▸ What this task involves:
Determine how many lines below contain the string "connections" and give that number without anything else.

▸ Listed records:
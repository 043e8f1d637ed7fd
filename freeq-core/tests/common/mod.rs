//! Scripted in-memory server and host fakes shared by the session tests.

#![allow(dead_code)]

use std::sync::atomic::{AtomicUsize, Ordering};
use std::time::Duration;

use async_trait::async_trait;
use freeq_core::{
    BearerToken, Connector, ExternalServiceError, MonitorChange, SessionHost, TokenIssuer,
    TransportError, TransportLink,
};
use tokio::io::{AsyncBufReadExt, AsyncWriteExt, BufReader, DuplexStream};
use tokio::sync::mpsc;

const STEP: Duration = Duration::from_secs(5);

pub fn init_tracing() {
    let _ = tracing_subscriber::fmt()
        .with_env_filter("freeq_core=debug")
        .with_test_writer()
        .try_init();
}

/// Server end of an in-memory connection.
pub struct FakeServer {
    io: BufReader<DuplexStream>,
}

/// A client link plus the server end scripting it.
pub fn pair() -> (TransportLink, FakeServer) {
    let (client, server) = tokio::io::duplex(64 * 1024);
    (
        TransportLink::from_io(client),
        FakeServer {
            io: BufReader::new(server),
        },
    )
}

impl FakeServer {
    pub async fn send(&mut self, line: &str) {
        self.io
            .get_mut()
            .write_all(format!("{line}\r\n").as_bytes())
            .await
            .expect("write to client");
    }

    /// Next line from the client.
    pub async fn recv(&mut self) -> String {
        let mut line = String::new();
        let n = tokio::time::timeout(STEP, self.io.read_line(&mut line))
            .await
            .expect("timed out waiting for client line")
            .expect("read from client");
        assert!(n > 0, "client closed the connection");
        line.trim_end_matches(['\r', '\n']).to_string()
    }

    /// Next line, asserting it equals `expected`.
    pub async fn expect(&mut self, expected: &str) {
        let line = self.recv().await;
        assert_eq!(line, expected);
    }

    /// Answer the client's side of CAP, optional SASL and registration.
    /// Everything requested is acknowledged. Returns the acknowledged caps.
    pub async fn handshake(&mut self, nick: &str, offered: &[&str]) -> Vec<String> {
        self.expect("CAP LS 302").await;
        let nick_line = self.recv().await;
        assert!(nick_line.starts_with("NICK "), "got {nick_line}");
        let user_line = self.recv().await;
        assert!(user_line.starts_with("USER "), "got {user_line}");
        self.send(&format!(":srv CAP * LS :{}", offered.join(" ")))
            .await;

        let line = self.recv().await;
        let acked: Vec<String> = match line.strip_prefix("CAP REQ ") {
            Some(list) => list
                .trim_start_matches(':')
                .split_whitespace()
                .map(str::to_string)
                .collect(),
            None => {
                assert_eq!(line, "CAP END");
                Vec::new()
            }
        };
        if !acked.is_empty() {
            self.send(&format!(":srv CAP * ACK :{}", acked.join(" ")))
                .await;
            if acked.iter().any(|c| c == "sasl") {
                self.expect("AUTHENTICATE PLAIN").await;
                self.send("AUTHENTICATE +").await;
                let payload = self.recv().await;
                assert!(payload.starts_with("AUTHENTICATE "));
                self.send(&format!(
                    ":srv 900 {nick} {nick}!u@h {nick} :You are now logged in as {nick}"
                ))
                .await;
                self.send(&format!(":srv 903 {nick} :SASL authentication successful"))
                    .await;
            }
            self.expect("CAP END").await;
        }
        self.send(&format!(":srv 001 {nick} :Welcome to freeq"))
            .await;
        acked
    }
}

/// Hands each new link's server end to the test through a channel.
pub struct DuplexConnector {
    servers: mpsc::UnboundedSender<FakeServer>,
}

impl DuplexConnector {
    pub fn new() -> (Self, mpsc::UnboundedReceiver<FakeServer>) {
        let (tx, rx) = mpsc::unbounded_channel();
        (Self { servers: tx }, rx)
    }
}

#[async_trait]
impl Connector for DuplexConnector {
    async fn connect(&self) -> Result<TransportLink, TransportError> {
        let (link, server) = pair();
        self.servers
            .send(server)
            .map_err(|_| TransportError::Connect {
                addr: "duplex".into(),
                reason: "test dropped the receiver".into(),
            })?;
        Ok(link)
    }
}

#[derive(Default)]
pub struct FakeHost {
    pub connections: AtomicUsize,
    pub welcomes: AtomicUsize,
    pub cleared: AtomicUsize,
    pub voice_restores: AtomicUsize,
    pub errors: parking_lot::Mutex<Vec<String>>,
    pub monitor: parking_lot::Mutex<Vec<MonitorChange>>,
    pub tokens: parking_lot::Mutex<Vec<BearerToken>>,
}

impl FakeHost {
    pub fn count(counter: &AtomicUsize) -> usize {
        counter.load(Ordering::SeqCst)
    }
}

#[async_trait]
impl SessionHost for FakeHost {
    fn on_connection_created(&self) {
        self.connections.fetch_add(1, Ordering::SeqCst);
    }

    fn on_error(&self, message: &str) {
        self.errors.lock().push(message.to_string());
    }

    fn on_error_cleared(&self) {
        self.cleared.fetch_add(1, Ordering::SeqCst);
    }

    fn on_welcome(&self, _nick: &str) {
        self.welcomes.fetch_add(1, Ordering::SeqCst);
    }

    fn on_monitor_changed(&self, change: &MonitorChange) {
        self.monitor.lock().push(change.clone());
    }

    fn on_token_refreshed(&self, token: &BearerToken) {
        self.tokens.lock().push(token.clone());
    }

    async fn restore_voice(&self) -> anyhow::Result<()> {
        self.voice_restores.fetch_add(1, Ordering::SeqCst);
        tokio::task::yield_now().await;
        Ok(())
    }
}

#[derive(Default)]
pub struct FakeTokenIssuer {
    pub calls: AtomicUsize,
}

#[async_trait]
impl TokenIssuer for FakeTokenIssuer {
    async fn fetch_token(
        &self,
        _server_url: &str,
        account: &str,
        _password: &str,
    ) -> Result<BearerToken, ExternalServiceError> {
        let n = self.calls.fetch_add(1, Ordering::SeqCst);
        Ok(BearerToken {
            token: format!("{account}-{n}"),
            expires_at: Some(chrono::Utc::now() + chrono::Duration::hours(1)),
        })
    }
}
//! SASL PLAIN authentication over IRC.
//!
//! `AUTHENTICATE PLAIN` → `AUTHENTICATE +` → base64(`\0account\0password`)
//! in 400-byte chunks → `903` (success) or one of the failure numerics.
//! Retrying is the session's job; this module fails once and reports why.

use base64::Engine;

use crate::error::AuthError;
use crate::irc::{self, Message};
use crate::transport::Wire;

/// Maximum payload bytes per `AUTHENTICATE` line.
pub const CHUNK_SIZE: usize = 400;

/// Successful authentication.
#[derive(Debug, Clone, Default, PartialEq, Eq)]
pub struct Authenticated {
    /// Account name from `900 RPL_LOGGEDIN`, when the server sent one.
    pub account: Option<String>,
}

#[derive(Debug, Default)]
pub struct AuthNegotiator;

impl AuthNegotiator {
    pub fn new() -> Self {
        Self
    }

    pub(crate) async fn authenticate_plain(
        &self,
        wire: &mut Wire<'_>,
        account: &str,
        password: &str,
    ) -> Result<Authenticated, AuthError> {
        wire.send(&Message::new("AUTHENTICATE", &["PLAIN"])).await?;

        loop {
            let msg = wire.recv().await?.ok_or(AuthError::Disconnected)?;
            match msg.command.as_str() {
                "AUTHENTICATE" if msg.param(0) == Some("+") => break,
                irc::RPL_SASLMECHS => {
                    return Err(AuthError::MechanismUnavailable {
                        available: msg.param(1).unwrap_or("").to_string(),
                    });
                }
                code if is_failure(code) => return Err(rejected(&msg)),
                _ => wire.defer(msg),
            }
        }

        for chunk in plain_payload_chunks(account, password) {
            wire.send(&Message::new("AUTHENTICATE", &[&chunk])).await?;
        }

        let mut result = Authenticated::default();
        loop {
            let msg = wire.recv().await?.ok_or(AuthError::Disconnected)?;
            match msg.command.as_str() {
                // :srv 900 <nick> <nick!user@host> <account> :You are now logged in as <account>
                irc::RPL_LOGGEDIN => {
                    result.account = msg.param(2).map(|s| s.to_string());
                }
                irc::RPL_SASLSUCCESS => {
                    tracing::info!(account = ?result.account, "SASL authentication succeeded");
                    return Ok(result);
                }
                irc::RPL_SASLMECHS => {}
                code if is_failure(code) => return Err(rejected(&msg)),
                _ => wire.defer(msg),
            }
        }
    }
}

/// Encoded PLAIN payload split into `AUTHENTICATE` chunks. A trailing `+`
/// marks the end when the payload fills its last chunk exactly.
pub fn plain_payload_chunks(account: &str, password: &str) -> Vec<String> {
    let raw = format!("\0{account}\0{password}");
    let encoded = base64::engine::general_purpose::STANDARD.encode(raw.as_bytes());
    let mut chunks: Vec<String> = encoded
        .as_bytes()
        .chunks(CHUNK_SIZE)
        .map(|c| String::from_utf8_lossy(c).into_owned())
        .collect();
    if encoded.len() % CHUNK_SIZE == 0 {
        chunks.push("+".to_string());
    }
    chunks
}

fn is_failure(code: &str) -> bool {
    matches!(
        code,
        irc::ERR_NICKLOCKED | irc::ERR_SASLFAIL | irc::ERR_SASLTOOLONG | irc::ERR_SASLABORTED
    )
}

fn rejected(msg: &Message) -> AuthError {
    let reason = msg
        .params
        .last()
        .filter(|_| msg.params.len() > 1)
        .cloned()
        .unwrap_or_else(|| "Unknown".to_string());
    tracing::warn!(code = %msg.command, reason = %reason, "SASL authentication failed");
    AuthError::Rejected {
        code: msg.command.clone(),
        reason,
    }
}

#[cfg(test)]
mod tests {
    use super::*;
    use crate::transport::testing::{scripted, written};

    #[test]
    fn short_payload_is_one_chunk() {
        let chunks = plain_payload_chunks("alice", "hunter2");
        assert_eq!(chunks.len(), 1);
        let decoded = base64::engine::general_purpose::STANDARD
            .decode(&chunks[0])
            .unwrap();
        assert_eq!(decoded, b"\0alice\0hunter2");
    }

    #[test]
    fn exact_multiple_gets_terminator() {
        // 2 + 5 + 293 = 300 raw bytes → 400 base64 chars.
        let password = "p".repeat(293);
        let chunks = plain_payload_chunks("alice", &password);
        assert_eq!(chunks.len(), 2);
        assert_eq!(chunks[0].len(), CHUNK_SIZE);
        assert_eq!(chunks[1], "+");
    }

    #[test]
    fn long_payload_is_split() {
        let password = "p".repeat(400);
        let chunks = plain_payload_chunks("alice", &password);
        assert!(chunks.len() >= 2);
        assert!(chunks.iter().all(|c| c.len() <= CHUNK_SIZE));
        assert_ne!(chunks.last().map(|s| s.as_str()), Some("+"));
        let joined: String = chunks.concat();
        let decoded = base64::engine::general_purpose::STANDARD.decode(joined).unwrap();
        assert_eq!(decoded.len(), 2 + 5 + 400);
    }

    #[tokio::test]
    async fn plain_success_records_account() {
        let (mut link, server) = scripted(&[
            "AUTHENTICATE +",
            ":srv 900 alice alice!a@host alice :You are now logged in as alice",
            ":srv 903 alice :SASL authentication successful",
        ])
        .await;
        let auth = {
            let mut wire = Wire::new(link.sink.as_mut(), link.stream.as_mut());
            AuthNegotiator::new()
                .authenticate_plain(&mut wire, "alice", "hunter2")
                .await
                .unwrap()
        };
        assert_eq!(auth.account.as_deref(), Some("alice"));
        let lines = written(link, server).await;
        assert_eq!(lines[0], "AUTHENTICATE PLAIN");
        assert_eq!(lines[1], format!("AUTHENTICATE {}", plain_payload_chunks("alice", "hunter2")[0]));
    }

    #[tokio::test]
    async fn rejection_is_an_error() {
        let (mut link, _server) = scripted(&[
            "AUTHENTICATE +",
            ":srv 904 alice :SASL authentication failed",
        ])
        .await;
        let mut wire = Wire::new(link.sink.as_mut(), link.stream.as_mut());
        let err = AuthNegotiator::new()
            .authenticate_plain(&mut wire, "alice", "wrong")
            .await
            .unwrap_err();
        match err {
            AuthError::Rejected { code, reason } => {
                assert_eq!(code, "904");
                assert_eq!(reason, "SASL authentication failed");
            }
            other => panic!("unexpected error: {other}"),
        }
    }

    #[tokio::test]
    async fn disconnect_mid_handshake() {
        let (mut link, server) = scripted(&["AUTHENTICATE +"]).await;
        let mut wire = Wire::new(link.sink.as_mut(), link.stream.as_mut());
        // Server reads nothing further and goes away after the continuation.
        drop(server);
        let err = AuthNegotiator::new()
            .authenticate_plain(&mut wire, "alice", "pw")
            .await
            .unwrap_err();
        assert!(matches!(err, AuthError::Disconnected | AuthError::Transport(_)));
    }
}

▸ Response to the task:
2